WHAT THE TASK ASKS
Would you give the number of lines in the entries that contain the word "payload"? Nothing else is needed.

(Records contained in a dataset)

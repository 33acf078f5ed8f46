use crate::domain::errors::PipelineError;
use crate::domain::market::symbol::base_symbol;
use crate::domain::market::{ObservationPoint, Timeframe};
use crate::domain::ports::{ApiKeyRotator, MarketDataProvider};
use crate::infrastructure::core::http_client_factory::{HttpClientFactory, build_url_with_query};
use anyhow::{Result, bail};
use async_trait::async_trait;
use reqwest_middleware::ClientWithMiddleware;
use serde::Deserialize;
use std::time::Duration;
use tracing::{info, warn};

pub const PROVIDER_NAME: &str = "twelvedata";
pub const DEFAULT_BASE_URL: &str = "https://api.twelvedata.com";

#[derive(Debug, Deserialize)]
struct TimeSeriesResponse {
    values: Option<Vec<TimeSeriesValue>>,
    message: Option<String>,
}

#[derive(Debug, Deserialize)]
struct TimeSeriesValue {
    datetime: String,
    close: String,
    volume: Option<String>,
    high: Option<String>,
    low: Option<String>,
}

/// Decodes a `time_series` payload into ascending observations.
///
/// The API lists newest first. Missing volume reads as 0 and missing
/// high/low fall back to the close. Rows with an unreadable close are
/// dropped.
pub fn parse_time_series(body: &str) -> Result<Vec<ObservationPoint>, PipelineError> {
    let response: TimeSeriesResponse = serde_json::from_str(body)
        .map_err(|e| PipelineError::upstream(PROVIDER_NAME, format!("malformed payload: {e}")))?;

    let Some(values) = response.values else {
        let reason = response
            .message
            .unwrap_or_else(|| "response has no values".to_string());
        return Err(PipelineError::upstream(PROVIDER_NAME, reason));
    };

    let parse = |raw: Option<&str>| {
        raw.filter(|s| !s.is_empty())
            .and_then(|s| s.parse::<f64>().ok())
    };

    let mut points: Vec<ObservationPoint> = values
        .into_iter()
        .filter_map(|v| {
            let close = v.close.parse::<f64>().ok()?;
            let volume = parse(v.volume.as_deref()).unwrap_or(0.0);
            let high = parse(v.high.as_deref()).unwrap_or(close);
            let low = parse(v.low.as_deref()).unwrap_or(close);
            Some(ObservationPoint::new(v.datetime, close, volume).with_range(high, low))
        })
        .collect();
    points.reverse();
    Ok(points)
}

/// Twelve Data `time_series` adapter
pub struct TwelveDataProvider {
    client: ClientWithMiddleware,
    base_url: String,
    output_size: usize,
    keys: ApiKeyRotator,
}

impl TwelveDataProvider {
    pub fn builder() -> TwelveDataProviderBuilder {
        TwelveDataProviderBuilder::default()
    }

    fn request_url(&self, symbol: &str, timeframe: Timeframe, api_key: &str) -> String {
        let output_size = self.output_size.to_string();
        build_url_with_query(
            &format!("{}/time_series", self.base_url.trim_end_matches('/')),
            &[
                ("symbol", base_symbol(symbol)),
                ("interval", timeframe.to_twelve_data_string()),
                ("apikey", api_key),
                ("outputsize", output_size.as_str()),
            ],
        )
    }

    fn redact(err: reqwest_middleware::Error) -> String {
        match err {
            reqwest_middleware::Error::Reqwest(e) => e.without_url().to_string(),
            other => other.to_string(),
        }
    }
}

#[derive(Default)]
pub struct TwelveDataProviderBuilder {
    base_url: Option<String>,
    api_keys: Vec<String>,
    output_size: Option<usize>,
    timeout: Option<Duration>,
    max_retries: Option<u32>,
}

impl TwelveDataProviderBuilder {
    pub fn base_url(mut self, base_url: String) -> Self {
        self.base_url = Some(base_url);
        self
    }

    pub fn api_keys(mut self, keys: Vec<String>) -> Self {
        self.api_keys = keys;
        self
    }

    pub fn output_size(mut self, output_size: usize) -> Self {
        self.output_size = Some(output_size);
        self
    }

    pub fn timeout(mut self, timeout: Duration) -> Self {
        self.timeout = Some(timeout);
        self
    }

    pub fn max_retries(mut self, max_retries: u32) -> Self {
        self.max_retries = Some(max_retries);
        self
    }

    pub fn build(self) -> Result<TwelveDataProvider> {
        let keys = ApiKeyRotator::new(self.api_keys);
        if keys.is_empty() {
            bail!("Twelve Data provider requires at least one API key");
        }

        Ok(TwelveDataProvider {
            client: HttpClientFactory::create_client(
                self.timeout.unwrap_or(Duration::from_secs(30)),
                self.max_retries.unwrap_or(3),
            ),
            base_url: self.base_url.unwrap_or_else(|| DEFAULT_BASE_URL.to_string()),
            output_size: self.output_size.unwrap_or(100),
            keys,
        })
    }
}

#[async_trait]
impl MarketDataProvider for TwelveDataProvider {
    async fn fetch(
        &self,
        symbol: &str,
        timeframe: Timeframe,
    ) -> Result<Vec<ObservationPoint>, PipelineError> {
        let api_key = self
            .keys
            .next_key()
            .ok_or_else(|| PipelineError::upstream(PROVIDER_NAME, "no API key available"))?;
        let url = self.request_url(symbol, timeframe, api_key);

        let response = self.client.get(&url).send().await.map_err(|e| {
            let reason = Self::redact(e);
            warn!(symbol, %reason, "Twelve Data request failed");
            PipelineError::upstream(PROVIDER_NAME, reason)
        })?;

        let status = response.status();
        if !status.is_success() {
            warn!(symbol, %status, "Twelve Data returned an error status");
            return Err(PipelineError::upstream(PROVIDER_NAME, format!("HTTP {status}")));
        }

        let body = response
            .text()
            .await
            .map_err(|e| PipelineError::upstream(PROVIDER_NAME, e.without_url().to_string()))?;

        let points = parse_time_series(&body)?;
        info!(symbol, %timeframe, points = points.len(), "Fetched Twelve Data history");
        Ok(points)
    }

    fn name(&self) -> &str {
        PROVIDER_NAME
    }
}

RESPONSE AREA
2